Ecce Homo

L’évocation crépusculaire du bandeau du dernier article provoque un retour (bienfaisant) à Friedrich Nietzsche*.

Après la lecture de Pascal Chabot…

Ces plus grands Sages de tous les temps, il faudrait les voir de près ! Peut-être n’étaient-ils plus, ni les uns ni les autres, très fermes sur leurs jambes ? Peut-être d’un type tardif ? Vacillants ? Décadents ? Peut-être la sagesse n’apparaît-elle sur terre que sous la forme d’un corbeau qu’excite un discret relent de charogne ? (Le Crépuscule des idoles)

L’homme, une petite espèce animale exagérément gonflée, qui – heureusement – n’a qu’un temps ; la vie terrestre même, un instant, un accident, une exception sans suite, quelque chose qui pour le caractère général de la terre reste sans conséquence ; la terre même, comme tous les astres, un hiatus entre deux néants, un événement sans plan, raison, volonté, conscience de soi, la pire sorte de nécessité, la stupide nécessité. Contre cette considération, quelque chose se révoltant nous : le serpent de la vanité nous suggère : « Tout cela doit être faux : car cela révolte… » (Fragments posthumes XIV)

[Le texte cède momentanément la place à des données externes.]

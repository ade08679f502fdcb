//! HTTP API module.
//!
//! This module provides the HTTP server, API types and log streaming for the
//! Catalog Buddy backend.

pub mod logs;
pub mod server;
pub mod types;

pub use logs::*;
pub use server::{build_router, start_server, AppState};
pub use types::*;
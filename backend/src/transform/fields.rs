//! Template field classification and output header construction.
//!
//! Every template field is resolved once into a [`FieldBinding`]:
//!
//! | Field                                        | Binding            |
//! |----------------------------------------------|--------------------|
//! | `type: "image"`, `autoMap: "position=N"`, N≠0 | `AutoImage(N)`     |
//! | `type: "image"` with a malformed `autoMap`    | `Unbound`          |
//! | key mapped to a non-empty source column      | `Mapped(source)`   |
//! | anything else                                | `Unbound`          |
//!
//! Output columns are the bound fields in declaration order, keeping only
//! the first bound field per label.

use std::collections::HashSet;

use crate::models::{Field, Mapping, Template};

/// How a template field gets its value.
#[derive(Debug, Clone, PartialEq, Eq)]
pub enum FieldBinding {
    /// Read from a source column named by the caller's mapping.
    Mapped { source: String },
    /// Filled from the product's image at a fixed position.
    AutoImage { position: i64 },
    /// Contributes nothing to the output.
    Unbound,
}

impl FieldBinding {
    /// Classify one field against the mapping.
    pub fn classify(field: &Field, mapping: &Mapping) -> Self {
        if let Some(auto) = field.auto_map.as_deref().filter(|a| !a.is_empty()) {
            if field.is_image() {
                return match parse_auto_position(auto) {
                    Some(position) => FieldBinding::AutoImage { position },
                    None => FieldBinding::Unbound,
                };
            }
        }

        match mapping.get(&field.key) {
            Some(source) if !source.is_empty() => FieldBinding::Mapped {
                source: source.clone(),
            },
            _ => FieldBinding::Unbound,
        }
    }

    pub fn is_bound(&self) -> bool {
        !matches!(self, FieldBinding::Unbound)
    }
}

/// Position after the last `=` of an `autoMap` value; zero is rejected.
fn parse_auto_position(auto_map: &str) -> Option<i64> {
    let suffix = auto_map.rsplit('=').next()?;
    suffix.trim().parse::<i64>().ok().filter(|p| *p != 0)
}

/// A field that produces an output column.
#[derive(Debug, Clone, PartialEq)]
pub struct OutputColumn {
    pub key: String,
    pub label: String,
    pub binding: FieldBinding,
}

/// Classified template fields plus the output header layout.
#[derive(Debug, Clone, PartialEq)]
pub struct FieldLayout {
    /// Bindings aligned with the template's field list.
    pub bindings: Vec<(String, FieldBinding)>,
    /// Output columns aligned 1:1 with `headers()`.
    pub columns: Vec<OutputColumn>,
}

impl FieldLayout {
    pub fn build(template: &Template, mapping: &Mapping) -> Self {
        let bindings: Vec<(String, FieldBinding)> = template
            .fields
            .iter()
            .map(|f| (f.key.clone(), FieldBinding::classify(f, mapping)))
            .collect();

        let mut seen_labels: HashSet<&str> = HashSet::new();
        let mut columns = Vec::new();
        for (field, (_, binding)) in template.fields.iter().zip(&bindings) {
            if !binding.is_bound() || !seen_labels.insert(field.label.as_str()) {
                continue;
            }
            columns.push(OutputColumn {
                key: field.key.clone(),
                label: field.label.clone(),
                binding: binding.clone(),
            });
        }

        Self { bindings, columns }
    }

    /// Output header labels, unique and in template order.
    pub fn headers(&self) -> Vec<String> {
        self.columns.iter().map(|c| c.label.clone()).collect()
    }

    /// Source column mapped to `key`, when that field is a mapped field.
    ///
    /// Fields suppressed by a repeated label still count here.
    pub fn mapped_source(&self, key: &str) -> Option<&str> {
        self.bindings.iter().find_map(|(k, binding)| match binding {
            FieldBinding::Mapped { source } if k == key => Some(source.as_str()),
            _ => None,
        })
    }
}
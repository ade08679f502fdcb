//! # Catalog Buddy - Template-driven product catalog transformation
//!
//! Catalog Buddy turns a product catalog export (Shopify-style CSV: one row
//! per variant, product attributes on the first row of each handle) into the
//! CSV layout of a target marketplace, described by a declarative template.
//!
//! ## Architecture
//!
//! ```text
//! ┌─────────────┐     ┌─────────────┐     ┌─────────────┐     ┌─────────────┐
//! │   CSV File  │────▶│   Parser    │────▶│  Transform  │────▶│ Target CSV  │
//! │ (UTF8/1252) │     │  (auto-enc) │     │ (template)  │     │ (streamed)  │
//! └─────────────┘     └─────────────┘     └─────────────┘     └─────────────┘
//! ```
//!
//! ## Quick Start
//!
//! ```rust,ignore
//! use catalog_buddy::{prepare, TemplateRegistry, TransformRequest, VariantColumns};
//!
//! let registry = TemplateRegistry::with_dir("templates");
//! let request = TransformRequest::new(std::fs::read("products.csv")?, "noon")
//!     .with_mapping(r#"{"sku": "Variant SKU"}"#);
//! let run = prepare(request, &registry, &VariantColumns::default())?;
//! println!("{} rows", run.preview(10).total_rows);
//! ```
//!
//! ## Modules
//!
//! - [`error`] - Hierarchical error types
//! - [`models`] - Domain models (Template, Field, ExportRules, Mapping)
//! - [`parser`] - CSV parsing with auto-detection
//! - [`transform`] - Cleanup, binding, propagation, materialization, encoding
//! - [`registry`] - Template store
//! - [`config`] - Environment configuration
//! - [`api`] - HTTP API server

// Core modules
pub mod config;
pub mod error;
pub mod models;

// Parsing
pub mod parser;

// Templates
pub mod registry;

// Transformation
pub mod transform;

// HTTP API
pub mod api;

// =============================================================================
// Re-exports - Error types
// =============================================================================

pub use error::{CsvError, PipelineError, RegistryError, ServerError};

// =============================================================================
// Re-exports - Models
// =============================================================================

pub use models::{ExportRules, Field, Mapping, ProductValuePolicy, Template, VariantColumns};

// =============================================================================
// Re-exports - CSV Parsing
// =============================================================================

pub use parser::{
    decode_content, detect_delimiter, detect_encoding, parse_bytes, parse_file, ParseResult,
    Table,
};

// =============================================================================
// Re-exports - Registry
// =============================================================================

pub use registry::{load_template, TemplateRegistry, TemplateStore};

// =============================================================================
// Re-exports - Pipeline
// =============================================================================

pub use transform::pipeline::{
    parse_cleanup_columns, parse_mapping, prepare, CsvInfo, TransformRequest, Transformation,
};
pub use transform::{clean_text, encode_all, CsvChunks, Preview, TransformPlan};

// =============================================================================
// Re-exports - Config
// =============================================================================

pub use config::AppConfig;

// Server
pub mod server {
    pub use crate::api::server::{build_router, start_server, AppState};
}
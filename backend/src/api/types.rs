//! REST API types for frontend integration.
//!
//! Preview and template listings are JSON; full exports are streamed CSV and
//! have no JSON envelope.

use serde::Serialize;
use serde_json::{json, Value};

use crate::models::Template;
use crate::transform::encoder::Preview;

/// Response of `GET /templates`.
#[derive(Debug, Clone, Serialize)]
pub struct TemplateListResponse {
    pub templates: Vec<Template>,
}

impl TemplateListResponse {
    pub fn new<'a>(templates: impl IntoIterator<Item = &'a Template>) -> Self {
        Self {
            templates: templates.into_iter().cloned().collect(),
        }
    }
}

/// Response of `POST /transform` with `preview=true`.
pub type PreviewResponse = Preview;

/// Create an error response
pub fn error_response(error: &str) -> Value {
    json!({
        "status": "error",
        "error": error,
    })
}

/// Interpret a form flag: `"true"` in any case is true.
pub fn parse_flag(raw: Option<&str>) -> bool {
    raw.is_some_and(|v| v.trim().eq_ignore_ascii_case("true"))
}

#[cfg(test)]
mod tests {
    use super::*;
    use crate::models::Field;

    #[test]
    fn test_error_response_shape() {
        let body = error_response("Unknown templateKey: etsy");
        assert_eq!(body["status"], "error");
        assert_eq!(body["error"], "Unknown templateKey: etsy");
        assert_eq!(body.as_object().unwrap().len(), 2);
    }

    #[test]
    fn test_template_list_shape() {
        let tpl = Template::new("noon", vec![Field::text("sku", "SKU")]);
        let body = serde_json::to_value(TemplateListResponse::new([&tpl])).unwrap();
        assert_eq!(body["templates"][0]["templateKey"], "noon");
        assert_eq!(body["templates"][0]["fields"][0]["label"], "SKU");
    }

    #[test]
    fn test_parse_flag() {
        assert!(parse_flag(Some("true")));
        assert!(parse_flag(Some("TRUE ")));
        assert!(!parse_flag(Some("1")));
        assert!(!parse_flag(Some("")));
        assert!(!parse_flag(None));
    }
}
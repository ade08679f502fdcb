//! Runtime configuration.
//!
//! Values come from the environment (a `.env` file is loaded by the binary
//! through `dotenvy`); CLI flags override them.

use std::env;
use std::path::PathBuf;
use std::str::FromStr;

use crate::registry::DEFAULT_TEMPLATES_DIR;
use crate::transform::encoder::PREVIEW_ROWS;

pub const ENV_PORT: &str = "CATALOG_BUDDY_PORT";
pub const ENV_TEMPLATES_DIR: &str = "CATALOG_BUDDY_TEMPLATES_DIR";
pub const ENV_MAX_UPLOAD_MB: &str = "CATALOG_BUDDY_MAX_UPLOAD_MB";
pub const ENV_PREVIEW_ROWS: &str = "CATALOG_BUDDY_PREVIEW_ROWS";

pub const DEFAULT_PORT: u16 = 3000;
pub const DEFAULT_MAX_UPLOAD_MB: usize = 50;

/// Server and CLI settings.
#[derive(Debug, Clone, PartialEq, Eq)]
pub struct AppConfig {
    pub port: u16,
    pub templates_dir: PathBuf,
    pub max_upload_mb: usize,
    pub preview_rows: usize,
}

impl Default for AppConfig {
    fn default() -> Self {
        Self {
            port: DEFAULT_PORT,
            templates_dir: PathBuf::from(DEFAULT_TEMPLATES_DIR),
            max_upload_mb: DEFAULT_MAX_UPLOAD_MB,
            preview_rows: PREVIEW_ROWS,
        }
    }
}

impl AppConfig {
    /// Read the process environment; unset or unparsable values keep defaults.
    pub fn from_env() -> Self {
        Self::from_lookup(|key| env::var(key).ok())
    }

    /// Build from any key lookup.
    pub fn from_lookup<F>(lookup: F) -> Self
    where
        F: Fn(&str) -> Option<String>,
    {
        let defaults = Self::default();

        Self {
            port: env_parse(&lookup, ENV_PORT).unwrap_or(defaults.port),
            templates_dir: lookup(ENV_TEMPLATES_DIR)
                .filter(|v| !v.trim().is_empty())
                .map(PathBuf::from)
                .unwrap_or(defaults.templates_dir),
            max_upload_mb: env_parse(&lookup, ENV_MAX_UPLOAD_MB).unwrap_or(defaults.max_upload_mb),
            preview_rows: env_parse(&lookup, ENV_PREVIEW_ROWS).unwrap_or(defaults.preview_rows),
        }
    }

    pub fn with_port(mut self, port: Option<u16>) -> Self {
        if let Some(port) = port {
            self.port = port;
        }
        self
    }

    pub fn with_templates_dir(mut self, dir: Option<PathBuf>) -> Self {
        if let Some(dir) = dir {
            self.templates_dir = dir;
        }
        self
    }

    /// Upload limit in bytes.
    pub fn max_upload_bytes(&self) -> usize {
        self.max_upload_mb.saturating_mul(1024 * 1024)
    }
}

/// Parse one variable; unset or unparsable gives `None`.
fn env_parse<T, F>(lookup: &F, key: &str) -> Option<T>
where
    T: FromStr,
    F: Fn(&str) -> Option<String>,
{
    lookup(key).and_then(|v| v.trim().parse().ok())
}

C’est nous qui avons inventé la notion de « fin » : dans la réalité, la fin fait défaut. On est nécessaire, on est un fragment de fatalité, on fait partie d’u tout, on est dans ce tout – il n’y a rien qui puisse juger, peser, comparer, condamner notre être, car cela voudrait dire juger, peser, comparer, condamner le tout. Mais, hors du tout, il n’y a rien. (Le Crépuscule des idoles).

Il faut se donner la peine de toucher du doigt, essayer de saisir cette surprenante finesse : la valeur de la vie ne saurait être évaluée. Pas par un vivant, car il est partie, et même objet du litige, et non juge ; pas davantage par un mort, pour une toute autre raison. De la part d’un philosophe, voir dans la valeur de la vie un problème, voilà qui parle contre lui, voilà qui met en doute sa sagesse, atteste de sa non-sagesse. (Le Crépuscule des idoles).

Ce que je raconte est l’histoire des deux siècles prochains. Je décris ce qui vient, ce qui ne peut plus venir d’une autre manière : l’avènement du nihilisme. (Fragments posthumes XIII)

* Voir le numéro hors-série de philosophie magazine consacré à Nietzsche.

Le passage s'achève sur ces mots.